Werni cieszę się że jesteś i że jest nas tu troszkę co by się wspierać wspólnie :)
 
Hej mnie to mój obudził po 4 bo się szykował do pracy potem nie mogłam zasnąć to przelezalam do 6 i teraz nie dawno się obudziłam. Zaraz będę się ogarniać i lecę na pocztę.
Dzięki Rose :*
 
Dobry laski ale nawijacie że nie nadążam czytać [emoji14] Ja teraz dopiero kawę pije bo byłam krwi oddać na tsh aż ciekawa jestem jaki wynik będzie. Poza tym u mnie kiepsko bo dziś obudził mnie ból nie powiem jaki bo to może się Wam wydać śmieszne ale serio był to ten ból. Od razu pomyślałam że może mięśniak urósł i to dlatego :( aż się boję.

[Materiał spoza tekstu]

//! Ancestor chains and the hierarchy preview shown next to an entity form.
//!
//! Two sources of parent information are supported: entities carrying a
//! same-typed parent reference ([`ParentLink`]), and a [`ParentIndex`]
//! arena built from a children-shaped forest. Both walks are iterative
//! and stop with [`AncestryError::Cycle`] when a key repeats.

use std::collections::{HashMap, HashSet};

use ratatui::{
    Frame,
    layout::Rect,
    style::{Color, Modifier, Style},
    text::{Line, Span},
    widgets::Paragraph,
};
use thiserror::Error;

use crate::option_tree::TreeOption;

/// An entity that may point at its parent of the same type.
pub trait ParentLink: TreeOption {
    fn parent(&self) -> Option<&Self>;
}

#[derive(Debug, Clone, PartialEq, Eq, Error)]
pub enum AncestryError {
    #[error("entity {key} appears in its own ancestor chain")]
    Cycle { key: String },
}

/// Ancestors of `node`, root first, excluding `node` itself.
pub fn ancestor_chain<T: ParentLink>(node: &T) -> Result<Vec<&T>, AncestryError> {
    let mut seen = HashSet::new();
    seen.insert(node.key());

    let mut chain = Vec::new();
    let mut current = node.parent();
    while let Some(parent) = current {
        let key = parent.key();
        if !seen.insert(key.clone()) {
            return Err(AncestryError::Cycle { key });
        }
        chain.push(parent);
        current = parent.parent();
    }
    chain.reverse();
    Ok(chain)
}

// ── ParentIndex ──────────────────────────────────────────────────────

/// A node in the [`ParentIndex`] arena.
#[derive(Debug, Clone, PartialEq, Eq)]
pub struct IndexedNode {
    pub key: String,
    pub label: String,
    /// Arena index of the parent.
    pub parent: Option<usize>,
}

/// Arena of parent links, addressed by integer index.
#[derive(Debug, Clone, Default)]
pub struct ParentIndex {
    nodes: Vec<IndexedNode>,
    by_key: HashMap<String, usize>,
}

impl ParentIndex {
    pub fn new() -> Self {
        Self::default()
    }

    /// Derive parent links from a forest's children lists.
    /// When a key occurs twice, the first occurrence wins.
    pub fn from_forest<T: TreeOption>(forest: &[T]) -> Self {
        let mut index = Self::new();
        let mut stack: Vec<(&T, Option<usize>)> = forest.iter().rev().map(|n| (n, None)).collect();
        while let Some((node, parent)) = stack.pop() {
            let key = node.key();
            if index.by_key.contains_key(&key) {
                continue;
            }
            let idx = index.push(key, node.label().to_string(), parent);
            for child in node.children().iter().rev() {
                stack.push((child, Some(idx)));
            }
        }
        index
    }

    /// Record the parent-reference chain of `node` for keys not known yet.
    pub fn insert_chain<T: ParentLink>(&mut self, node: &T) {
        // Walk up first (bounded by a seen set), then link top-down.
        let mut lineage: Vec<&T> = vec![node];
        let mut seen = HashSet::new();
        seen.insert(node.key());
        let mut current = node.parent();
        while let Some(parent) = current {
            if !seen.insert(parent.key()) {
                break;
            }
            lineage.push(parent);
            current = parent.parent();
        }

        let mut parent_idx: Option<usize> = None;
        for entry in lineage.into_iter().rev() {
            let key = entry.key();
            parent_idx = Some(match self.by_key.get(&key) {
                Some(&idx) => idx,
                None => self.push(key, entry.label().to_string(), parent_idx),
            });
        }
    }

    fn push(&mut self, key: String, label: String, parent: Option<usize>) -> usize {
        let idx = self.nodes.len();
        self.by_key.insert(key.clone(), idx);
        self.nodes.push(IndexedNode { key, label, parent });
        idx
    }

    pub fn get(&self, key: &str) -> Option<&IndexedNode> {
        self.by_key.get(key).map(|&idx| &self.nodes[idx])
    }

    pub fn contains(&self, key: &str) -> bool {
        self.by_key.contains_key(key)
    }

    pub fn len(&self) -> usize {
        self.nodes.len()
    }

    pub fn is_empty(&self) -> bool {
        self.nodes.is_empty()
    }

    /// Ancestors of `key`, root first, excluding `key` itself.
    /// Unknown keys have no ancestors.
    pub fn ancestor_chain(&self, key: &str) -> Result<Vec<&IndexedNode>, AncestryError> {
        let Some(&start) = self.by_key.get(key) else {
            return Ok(Vec::new());
        };
        let mut visited = HashSet::new();
        visited.insert(start);

        let mut chain = Vec::new();
        let mut current = self.nodes[start].parent;
        while let Some(idx) = current {
            if !visited.insert(idx) {
                return Err(AncestryError::Cycle {
                    key: self.nodes[idx].key.clone(),
                });
            }
            chain.push(&self.nodes[idx]);
            current = self.nodes[idx].parent;
        }
        chain.reverse();
        Ok(chain)
    }

    /// Whether choosing `candidate` as the parent of `subject` would put
    /// `subject` in its own ancestor chain.
    pub fn would_create_cycle(&self, subject: &str, candidate: &str) -> bool {
        if subject == candidate {
            return true;
        }
        match self.ancestor_chain(candidate) {
            Ok(chain) => chain.iter().any(|n| n.key == subject),
            Err(_) => true,
        }
    }
}

// ── Hierarchy preview ────────────────────────────────────────────────

/// One line of the preview: either an ancestor or the edited entity.
#[derive(Debug, Clone, PartialEq, Eq)]
pub struct PreviewRow {
    pub label: String,
    pub depth: usize,
    /// The in-progress entity, drawn innermost and highlighted.
    pub is_subject: bool,
}

/// Build the preview for `subject_label` placed under `parent_key`.
///
/// The parent and its ancestors are listed root first as plain rows;
/// the subject closes the list one level deeper. With no parent the
/// subject stands alone.
pub fn preview_rows(
    index: &ParentIndex,
    subject_label: &str,
    parent_key: Option<&str>,
) -> Result<Vec<PreviewRow>, AncestryError> {
    let mut labels: Vec<String> = Vec::new();
    if let Some(parent_key) = parent_key {
        for ancestor in index.ancestor_chain(parent_key)? {
            labels.push(ancestor.label.clone());
        }
        let parent_label = index
            .get(parent_key)
            .map(|n| n.label.clone())
            .unwrap_or_else(|| format!("#{parent_key}"));
        labels.push(parent_label);
    }

    let mut rows: Vec<PreviewRow> = labels
        .into_iter()
        .enumerate()
        .map(|(depth, label)| PreviewRow {
            label,
            depth,
            is_subject: false,
        })
        .collect();
    rows.push(PreviewRow {
        label: subject_label.to_string(),
        depth: rows.len(),
        is_subject: true,
    });
    Ok(rows)
}

/// Render a preview (or the cycle error) into `area`.
pub fn render_hierarchy_preview(
    frame: &mut Frame,
    area: Rect,
    preview: &Result<Vec<PreviewRow>, AncestryError>,
    subject_marker: &str,
) {
    let lines: Vec<Line> = match preview {
        Ok(rows) => rows
            .iter()
            .map(|row| {
                let indent = "  ".repeat(row.depth);
                if row.is_subject {
                    let style = Style::default()
                        .fg(Color::Yellow)
                        .add_modifier(Modifier::BOLD);
                    Line::from(vec![
                        Span::raw(indent),
                        Span::styled(format!("\u{2605} {}", row.label), style),
                        Span::styled(
                            format!("  {subject_marker}"),
                            Style::default().fg(Color::DarkGray),
                        ),
                    ])
                } else {
                    Line::from(vec![
                        Span::raw(indent),
                        Span::styled(
                            format!("\u{25BC} {}", row.label),
                            Style::default().fg(Color::Blue),
                        ),
                    ])
                }
            })
            .collect(),
        Err(err) => vec![Line::from(Span::styled(
            err.to_string(),
            Style::default().fg(Color::Red),
        ))],
    };
    frame.render_widget(Paragraph::new(lines), area);
}

#[cfg(test)]
mod tests {
    use super::*;
    use crate::option_tree::tests::{TestNode, node};

    #[derive(Debug, Clone)]
    struct Goal {
        id: u32,
        name: String,
        parent: Option<Box<Goal>>,
    }

    impl TreeOption for Goal {
        fn key(&self) -> String {
            self.id.to_string()
        }
        fn label(&self) -> &str {
            &self.name
        }
        fn children(&self) -> &[Self] {
            &[]
        }
    }

    impl ParentLink for Goal {
        fn parent(&self) -> Option<&Self> {
            self.parent.as_deref()
        }
    }

    fn goal(id: u32, name: &str, parent: Option<Goal>) -> Goal {
        Goal {
            id,
            name: name.to_string(),
            parent: parent.map(Box::new),
        }
    }

    fn goal_chain() -> Goal {
        let g1 = goal(1, "Goal1", None);
        let g2 = goal(2, "Goal2", Some(g1));
        goal(3, "Goal3", Some(g2))
    }

    #[test]
    fn test_chain_is_root_first() {
        let g3 = goal_chain();
        let chain = ancestor_chain(&g3).unwrap();
        let names: Vec<&str> = chain.iter().map(|g| g.name.as_str()).collect();
        assert_eq!(names, vec!["Goal1", "Goal2"]);

        let g2 = g3.parent.as_deref().unwrap();
        let chain = ancestor_chain(g2).unwrap();
        assert_eq!(chain.len(), 1);
        assert_eq!(chain[0].name, "Goal1");

        let root = goal(1, "Goal1", None);
        assert!(ancestor_chain(&root).unwrap().is_empty());
    }

    #[test]
    fn test_repeated_key_is_a_cycle() {
        // Owned parents cannot loop, but a stale payload can repeat a key.
        let inner = goal(7, "Again", None);
        let mid = goal(8, "Mid", Some(inner));
        let looped = goal(7, "Start", Some(mid));
        assert_eq!(
            ancestor_chain(&looped).unwrap_err(),
            AncestryError::Cycle { key: "7".into() }
        );
    }

    #[test]
    fn test_index_from_forest() {
        let forest: Vec<TestNode> = vec![node(
            1,
            "Eng",
            vec![node(2, "Backend", vec![node(3, "API", vec![])])],
        )];
        let index = ParentIndex::from_forest(&forest);
        assert_eq!(index.len(), 3);

        let chain = index.ancestor_chain("3").unwrap();
        let labels: Vec<&str> = chain.iter().map(|n| n.label.as_str()).collect();
        assert_eq!(labels, vec!["Eng", "Backend"]);
        assert!(index.ancestor_chain("1").unwrap().is_empty());
        assert!(index.ancestor_chain("missing").unwrap().is_empty());
    }

    #[test]
    fn test_insert_chain_links_parent_refs() {
        let mut index = ParentIndex::new();
        index.insert_chain(&goal_chain());
        let labels: Vec<String> = index
            .ancestor_chain("3")
            .unwrap()
            .into_iter()
            .map(|n| n.label.clone())
            .collect();
        assert_eq!(labels, vec!["Goal1", "Goal2"]);

        // Existing entries are kept.
        index.insert_chain(&goal(2, "Renamed", None));
        assert_eq!(index.get("2").unwrap().label, "Goal2");
    }

    #[test]
    fn test_would_create_cycle() {
        let forest = vec![node(
            1,
            "Eng",
            vec![node(2, "Backend", vec![node(3, "API", vec![])])],
        )];
        let index = ParentIndex::from_forest(&forest);
        assert!(index.would_create_cycle("2", "2"));
        assert!(index.would_create_cycle("2", "3"));
        assert!(!index.would_create_cycle("3", "1"));
        assert!(!index.would_create_cycle("new", "3"));
    }

    #[test]
    fn test_preview_without_parent() {
        let rows = preview_rows(&ParentIndex::new(), "Ship v2", None).unwrap();
        assert_eq!(
            rows,
            vec![PreviewRow {
                label: "Ship v2".into(),
                depth: 0,
                is_subject: true
            }]
        );
    }

    #[test]
    fn test_preview_nests_subject_under_parent() {
        let mut index = ParentIndex::new();
        index.insert_chain(&goal_chain());

        // Editing Goal2 with Goal1 picked as parent: Goal1 > Goal2 (marked).
        let rows = preview_rows(&index, "Goal2", Some("1")).unwrap();
        let shape: Vec<(&str, usize, bool)> = rows
            .iter()
            .map(|r| (r.label.as_str(), r.depth, r.is_subject))
            .collect();
        assert_eq!(shape, vec![("Goal1", 0, false), ("Goal2", 1, true)]);

        // A new goal under Goal2: Goal1 > Goal2 > new goal (marked).
        let rows = preview_rows(&index, "New goal", Some("2")).unwrap();
        let shape: Vec<(&str, usize, bool)> = rows
            .iter()
            .map(|r| (r.label.as_str(), r.depth, r.is_subject))
            .collect();
        assert_eq!(
            shape,
            vec![("Goal1", 0, false), ("Goal2", 1, false), ("New goal", 2, true)]
        );
    }

    #[test]
    fn test_candidate_parent_chain_excludes_the_parent() {
        let g3 = goal_chain();
        let g2 = g3.parent.as_deref().unwrap();
        let chain = ancestor_chain(g2).unwrap();
        let names: Vec<&str> = chain.iter().map(|g| g.name.as_str()).collect();
        assert_eq!(names, vec!["Goal1"]);

        // The preview lists that chain, then the candidate parent, then
        // the record being edited.
        let mut index = ParentIndex::new();
        index.insert_chain(&g3);
        let labels: Vec<String> = index
            .ancestor_chain("2")
            .unwrap()
            .iter()
            .map(|n| n.label.clone())
            .collect();
        assert_eq!(labels, vec!["Goal1"]);
        let rows = preview_rows(&index, "Draft", Some("2")).unwrap();
        let labels: Vec<&str> = rows.iter().map(|r| r.label.as_str()).collect();
        assert_eq!(labels, vec!["Goal1", "Goal2", "Draft"]);
        assert!(rows[2].is_subject);
    }

    #[test]
    fn test_preview_with_unknown_parent_uses_placeholder() {
        let rows = preview_rows(&ParentIndex::new(), "Child", Some("42")).unwrap();
        assert_eq!(rows[0].label, "#42");
        assert!(rows[1].is_subject);
    }
}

Werni cieszę się że jesteś i że jest nas tu troszkę co by się wspierać wspólnie :)
Musi byc dobrze. I bol to na pewno nie miesniak[emoji8]
O ktorej wynik?
 
My z mężem wstalismy po 2, zaczęliśmy oglądać serial, poszliśmy spac po 7 gdzies, i teraz wstalismy[emoji6]
Robota czeka.
 
Hej Dziewczyny! Też należę do weteranek. Prawie od 8 lat mężatka. Po ślubie nie zabezpieczaliśmy się nigdy. Było dużo przerw, poważny kryzys. Nadal trochę przechodzimy mniejsze lub większe sztormy. Dorobieni z własnym mieszkaniem i dobrym autem. Kochamy to co robimy. Mąż raczej typ kanapowca, ja w kocham być aktywna. Od ponad roku mamy briarda, którego bardzo kochamy.

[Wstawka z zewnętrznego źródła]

use crate::keybinds::InputMode;
use crate::page::{ActionButton, PageChrome, PageStatus};
use ratatui::{
    Frame,
    layout::{Constraint, Flex, Layout, Rect},
    style::{Color, Modifier, Style},
    text::{Line, Span},
    widgets::{Block, Borders, Paragraph, Tabs},
};

/// Render the top tab bar showing the dashboard pages.
pub fn render_tab_bar(frame: &mut Frame, area: Rect, pages: &[&str], active: Option<usize>) {
    let titles: Vec<Line> = pages
        .iter()
        .enumerate()
        .map(|(i, p)| Line::from(format!("{} {}", i + 1, p)))
        .collect();

    let tabs = Tabs::new(titles)
        .select(active)
        .highlight_style(Style::default().add_modifier(Modifier::BOLD | Modifier::UNDERLINED))
        .style(Style::default().add_modifier(Modifier::DIM))
        .divider(Span::raw(" | "));

    frame.render_widget(tabs, area);
}

/// Render the bottom status bar: mode, page, last refresh and the latest
/// error (which takes the place of the hint text).
pub fn render_status_bar(
    frame: &mut Frame,
    area: Rect,
    mode: InputMode,
    page_name: &str,
    status: &PageStatus,
    hint: &str,
) {
    let mut spans = vec![
        Span::styled(
            format!(" {} ", mode.label()),
            Style::default().add_modifier(Modifier::BOLD | Modifier::REVERSED),
        ),
        Span::raw(" "),
        Span::styled(page_name.to_string(), Style::default().add_modifier(Modifier::BOLD)),
    ];

    if status.loading {
        spans.push(Span::raw("  loading\u{2026}"));
    } else if let Some(at) = status.refreshed_at {
        spans.push(Span::styled(
            format!("  refreshed {}", at.format("%H:%M:%S")),
            Style::default().add_modifier(Modifier::DIM),
        ));
    }

    spans.push(Span::raw("  "));
    match &status.error {
        Some(err) => spans.push(Span::styled(
            err.clone(),
            Style::default().fg(Color::Red).add_modifier(Modifier::BOLD),
        )),
        None => spans.push(Span::styled(
            hint.to_string(),
            Style::default().add_modifier(Modifier::DIM),
        )),
    }

    let bar = Paragraph::new(Line::from(spans)).style(Style::default().add_modifier(Modifier::REVERSED));
    frame.render_widget(bar, area);
}

/// Render the command-line input at the bottom of the screen.
pub fn render_command_line(frame: &mut Frame, area: Rect, input: &str, cursor_column: u16) {
    let line = Line::from(vec![
        Span::styled(":", Style::default().add_modifier(Modifier::BOLD)),
        Span::raw(input),
    ]);
    frame.render_widget(Paragraph::new(line), area);
    frame.set_cursor_position((area.x + 1 + cursor_column, area.y));
}

/// Render the page header: title, subtitle and the action buttons on the
/// right.
pub fn render_page_header(frame: &mut Frame, area: Rect, chrome: &PageChrome) {
    let buttons: Vec<&ActionButton> = chrome.primary.iter().chain(chrome.secondary.iter()).collect();
    let buttons_width: u16 = buttons
        .iter()
        .map(|b| b.display_width() + 1)
        .sum();

    let [title_area, buttons_area] =
        Layout::horizontal([Constraint::Min(1), Constraint::Length(buttons_width)]).areas(area);

    let mut title = vec![Span::styled(
        chrome.title.clone(),
        Style::default().add_modifier(Modifier::BOLD),
    )];
    if let Some(subtitle) = &chrome.subtitle {
        title.push(Span::styled(
            format!("  {subtitle}"),
            Style::default().add_modifier(Modifier::DIM),
        ));
    }
    frame.render_widget(Paragraph::new(Line::from(title)), title_area);

    let mut spans = Vec::new();
    for (i, button) in buttons.iter().enumerate() {
        let style = if i == 0 && chrome.primary.is_some() {
            Style::default().fg(Color::Black).bg(Color::Blue).add_modifier(Modifier::BOLD)
        } else {
            Style::default().add_modifier(Modifier::REVERSED)
        };
        spans.push(Span::styled(button.text(), style));
        spans.push(Span::raw(" "));
    }
    frame.render_widget(Paragraph::new(Line::from(spans)), buttons_area);
}

/// Standard layout: tab bar (1 line) + main content + status bar (1 line).
/// Returns (tab_area, content_area, status_area).
pub fn standard_layout(area: Rect) -> (Rect, Rect, Rect) {
    let [tab_area, content_area, status_area] = Layout::vertical([
        Constraint::Length(1),
        Constraint::Min(1),
        Constraint::Length(1),
    ])
    .areas(area);

    (tab_area, content_area, status_area)
}

/// Split a page area into header (1 line) and body.
pub fn page_layout(area: Rect) -> (Rect, Rect) {
    let [header, body] = Layout::vertical([Constraint::Length(1), Constraint::Min(1)]).areas(area);
    (header, body)
}

/// Create a standard bordered block for a page section.
pub fn page_block(title: &str, focused: bool) -> Block<'_> {
    let border_style = if focused {
        Style::default().fg(Color::Blue)
    } else {
        Style::default().add_modifier(Modifier::DIM)
    };
    Block::default()
        .title(format!(" {} ", title))
        .borders(Borders::ALL)
        .border_style(border_style)
}

/// `pct` percent of `len`, computed wide so large terminals cannot overflow.
pub fn percent_of(len: u16, pct: u16) -> u16 {
    (u32::from(len) * u32::from(pct) / 100) as u16
}

/// Helper to create a centered rect within a given area.
pub fn centered_rect(width: u16, height: u16, area: Rect) -> Rect {
    let vertical = Layout::vertical([Constraint::Length(height)]).flex(Flex::Center);
    let horizontal = Layout::horizontal([Constraint::Length(width)]).flex(Flex::Center);
    let [area] = vertical.areas(area);
    let [area] = horizontal.areas(area);
    area
}
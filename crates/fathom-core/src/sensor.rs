//! Submersion sensing.
//!
//! Depth is measured against the float line: the sphere sitting
//! `float_offset` below the body's waterline radius. Elevation is positive
//! above that line; the published depth is its negation, so positive depth
//! means submerged.
//!
//! A unit is splashed once its elevation falls strictly below the negated
//! bottom bound of its operating window. There is no hysteresis band: the
//! single threshold decides, and at exactly the boundary value the unit is
//! dry. The transition also drives catastrophic-impact detection: hitting
//! the liquid faster than the part tolerates breaks the part up, which is
//! domain behavior rather than an error.

use glam::Vec3;

use crate::environment::BodyConfig;
use crate::unit::UnitConfig;

/// Direction of a splash-state change this tick.
#[derive(Debug, Clone, Copy, PartialEq, Eq)]
pub enum SplashTransition {
    /// The unit crossed below the threshold.
    Entered,
    /// The unit crossed back above the threshold.
    Left,
}

/// One unit's sensed submersion for a tick.
#[derive(Debug, Clone, Copy, PartialEq)]
pub struct SenseResult {
    /// Elevation above the float line (positive above).
    pub elevation: f32,
    /// Published depth (positive submerged).
    pub depth: f32,
    /// Splashed state after this reading.
    pub splashed: bool,
    /// State change relative to the previous tick, if any.
    pub transition: Option<SplashTransition>,
}

/// Elevation of a position above the unit's float line.
#[must_use]
pub fn elevation(position: Vec3, body: &BodyConfig, float_offset: f32) -> f32 {
    position.distance(body.center) - (body.radius - float_offset)
}

/// The splash rule: strictly below the negated bottom bound.
#[must_use]
pub fn is_splashed(elevation: f32, bottom_bound: f32) -> bool {
    elevation < -bottom_bound
}

/// Senses one unit's submersion and splash transition.
#[must_use]
pub fn sense(
    position: Vec3,
    was_splashed: bool,
    body: &BodyConfig,
    config: &UnitConfig,
) -> SenseResult {
    let elevation = elevation(position, body, config.float_offset);
    let splashed = body.has_ocean && is_splashed(elevation, config.bottom_bound);

    let transition = match (was_splashed, splashed) {
        (false, true) => Some(SplashTransition::Entered),
        (true, false) => Some(SplashTransition::Left),
        _ => None,
    };

    SenseResult {
        elevation,
        depth: -elevation,
        splashed,
        transition,
    }
}

/// Whether an entry impact exceeds the part's structural tolerance.
#[must_use]
pub fn impact_exceeds_tolerance(speed: f32, crash_tolerance: f32, factor: f32) -> bool {
    speed > crash_tolerance * factor
}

Co do diagnoz, leków, badań i tego całego cyrku, powiem szczerze - jestem wykończona! Mąż ma bardzo dużo nasienia o morfologii 2% i chromatyną 51%. Ja jestem po jednej laparoskopii podczas której usunięto zrosty z lewej strony (pęcherz, jelita, jajnik wszystko było zrośnięte). Niestety jajnik wrócił ponownie za macicę a zrosty pomimo podania żelu odnowiły się. Walczę z nimi ćwiczeniami fizjoterapeutycznymi. Zrosty pojawiły się wskutek zapalenia przydatków lub mocnego skrzywienia kręgosłupa (jestem zgięta właśnie na lewą stronę). Owulację mam, śluz jest, jajowody drożne.

Coraz bardziej wierzę, że ciąża jest kwestią przeznaczenia. Po prostu.

Pozdrawiam Was! M.
 
Witaj[emoji173]
Hej Dziewczyny! Też należę do weteranek. Prawie od 8 lat mężatka. Po ślubie nie zabezpieczaliśmy się nigdy. Było dużo przerw, poważny kryzys. Nadal trochę przechodzimy mniejsze lub większe sztormy. Dorobieni z własnym mieszkaniem i dobrym autem. Kochamy to co robimy. Mąż raczej typ kanapowca, ja w kocham być aktywna. Od ponad roku mamy briarda, którego bardzo kochamy.

Co do diagnoz, leków, badań i tego całego cyrku, powiem szczerze - jestem wykończona! Mąż ma bardzo dużo nasienia o morfologii 2% i chromatyną 51%. Ja jestem po jednej laparoskopii podczas której usunięto zrosty z lewej strony (pęcherz, jelita, jajnik wszystko było zrośnięte). Niestety jajnik wrócił ponownie za macicę a zrosty pomimo podania żelu odnowiły się. Walczę z nimi ćwiczeniami fizjoterapeutycznymi. Zrosty pojawiły się wskutek zapalenia przydatków lub mocnego skrzywienia kręgosłupa (jestem zgięta właśnie na lewą stronę). Owulację mam, śluz jest, jajowody drożne.

Coraz bardziej wierzę, że ciąża jest kwestią przeznaczenia. Po prostu.

Pozdrawiam Was! M.
 
Dziewczyny jak czytam o Waszych wszystkich problemach, to czuje ze jestem szczęściarą że ja borykam się tylko ze zbiciem Tsh.
Nie dość że z reguly widze tu w większości problem po stronie męskiej, to i jeszcze na płeć żeńska musialy spaść problemy.
Wrrr co za niesprawiedliwość[emoji36]
 
Dziewczyny jak czytam o Waszych wszystkich problemach, to czuje ze jestem szczęściarą że ja borykam się tylko ze zbiciem Tsh.
Nie dość że z reguly widze tu w większości problem po stronie męskiej, to i jeszcze na płeć żeńska musialy spaść problemy.
Wrrr co za niesprawiedliwość[emoji36]

u mnie skumulowany problem damsko meski... ehh ale co zrobisz jak nic nie zrobisz...laparo chyba ostatnia szansa dla mnie i wtedy inseminacja.
 
reklama
Motylek witaj <3 jesli dobrze rozumiem to masz endomende jak ja? no bo o zrostach piszesz i tez jesli dobrze rozumiem to tez problem z nasieniem? jaki plan u Was dalej?